NR1D1exon6::MAML2exon2 Fusion-Positive Sarcomas: Two Additional Cases of an Emerging Soft Tissue Tumor Entity

NR1D1::MAML1/L2 fusion-positive sarcomas constitute an emerging subtype of undifferentiated sarcomas, histopathologically composed of epithelioid and spindle cells. We describe two NR1D1exon6::MAML2exon2 fusion-positive sarcomas occurring in the occipital region of a 53-year-old female patient and the left shoulder of a 25-year-old male patient. Histopathologically, the former tumor comprised spindle and polygonal-shaped/epithelioid cells, while the latter comprised epithelioid cells. Immunohistochemically, the cells of the first tumor were positive for keratin cocktail (AE1/AE3), EMA, and p40. The other tumor lacked any epithelial marker immunoexpression and showed SATB2 positivity. Both the tumors were SMARCB1 proficient.
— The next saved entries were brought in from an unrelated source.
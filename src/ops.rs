//! Binary operators.
//!
//! This module defines the operators that can appear in predicates, their SQL
//! precedences, and a function for displaying them with minimal
//! parenthesization.

use std::fmt;

/// Operator precedence (zero is lowest).
pub type Precedence = u32;

/// The highest operator precedence, reserved for special use.
pub const HIGHEST_PRECEDENCE: Precedence = 4;

/// A binary operator usable in join and selection predicates.
#[derive(Debug, PartialEq, Eq, Hash, Clone, Copy)]
pub enum BinaryOp {
    /// Equality.
    Eq,
    /// Inequality.
    NotEq,
    /// Less than.
    Lt,
    /// Less than or equal.
    LtEq,
    /// Greater than.
    Gt,
    /// Greater than or equal.
    GtEq,
    /// Conjunction.
    And,
    /// Disjunction.
    Or,
}

impl BinaryOp {
    /// Returns the SQL token for the operator.
    pub fn token(self) -> &'static str {
        match self {
            BinaryOp::Eq => "=",
            BinaryOp::NotEq => "<>",
            BinaryOp::Lt => "<",
            BinaryOp::LtEq => "<=",
            BinaryOp::Gt => ">",
            BinaryOp::GtEq => ">=",
            BinaryOp::And => "AND",
            BinaryOp::Or => "OR",
        }
    }

    /// Returns the precedence of the operator.
    ///
    /// All comparisons share one tier, so a comparison nested in another is
    /// always parenthesized.
    pub fn precedence(self) -> Precedence {
        match self {
            BinaryOp::Or => 1,
            BinaryOp::And => 2,
            BinaryOp::Eq
            | BinaryOp::NotEq
            | BinaryOp::Lt
            | BinaryOp::LtEq
            | BinaryOp::Gt
            | BinaryOp::GtEq => 3,
        }
    }
}

impl fmt::Display for BinaryOp {
    fn fmt(&self, f: &mut fmt::Formatter) -> fmt::Result {
        f.write_str(self.token())
    }
}

/// An expression that may need to be parenthesized.
pub trait Parenthesize {
    /// Returns the precedence of the expression.
    fn precedence(&self) -> Precedence;
}

/// Formats a binary operation.
///
/// Writes `lhs op rhs` to `f` with spaces around the operator. Assumes all
/// operators are left-associative, so the right operand is parenthesized when
/// it binds no tighter than `op`.
pub fn write_operation<T>(
    f: &mut fmt::Formatter,
    op: BinaryOp,
    lhs: &T,
    rhs: &T,
) -> fmt::Result
where
    T: fmt::Display + Parenthesize,
{
    let prec = op.precedence();
    match (prec > lhs.precedence(), prec >= rhs.precedence()) {
        (false, false) => write!(f, "{} {} {}", lhs, op, rhs),
        (false, true) => write!(f, "{} {} ({})", lhs, op, rhs),
        (true, false) => write!(f, "({}) {} {}", lhs, op, rhs),
        (true, true) => write!(f, "({}) {} ({})", lhs, op, rhs),
    }
}

#[cfg(test)]
mod tests {
    use super::*;

    const ALL: [BinaryOp; 8] = [
        BinaryOp::Eq,
        BinaryOp::NotEq,
        BinaryOp::Lt,
        BinaryOp::LtEq,
        BinaryOp::Gt,
        BinaryOp::GtEq,
        BinaryOp::And,
        BinaryOp::Or,
    ];

    const COMPARISONS: [BinaryOp; 6] = [
        BinaryOp::Eq,
        BinaryOp::NotEq,
        BinaryOp::Lt,
        BinaryOp::LtEq,
        BinaryOp::Gt,
        BinaryOp::GtEq,
    ];

    #[test]
    fn precedences_in_range() {
        for op in ALL.iter() {
            assert!(op.precedence() > 0, "For operator {}", op);
            assert!(op.precedence() < HIGHEST_PRECEDENCE, "For operator {}", op);
        }
    }

    #[test]
    fn comparisons_share_a_tier() {
        for op in COMPARISONS.iter() {
            assert_eq!(
                op.precedence(),
                BinaryOp::Eq.precedence(),
                "For operator {}",
                op
            );
        }
    }

    #[test]
    fn and_binds_tighter_than_or() {
        assert!(BinaryOp::And.precedence() > BinaryOp::Or.precedence());
        assert!(BinaryOp::Lt.precedence() > BinaryOp::And.precedence());
    }

    #[test]
    fn tokens() {
        let tokens: Vec<&str> = ALL.iter().map(|op| op.token()).collect();
        assert_eq!(tokens, vec!["=", "<>", "<", "<=", ">", ">=", "AND", "OR"]);
    }
}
While the former tumor was initially diagnosed as a sarcomatoid carcinoma, the latter was diagnosed as an undifferentiated sarcoma. Both patients underwent surgical resection as the primary treatment. One patient received adjuvant radiotherapy, whereas the other received ifosfamide and doxorubicin-based therapy. However, both the patients developed progressive disease, with one developing lung metastasis during relapse. There was a suboptimal response to chemotherapy in both patients. This study highlights the clinicopathological features of two rare and emerging sarcomas. It further emphasizes the value of high-throughput molecular testing, such as next-generation sequencing in the undifferentiated epithelioid, and spindle-cell sarcomas to identify the prognostic subtypes and differentiate these neoplasms from their histopathological mimics.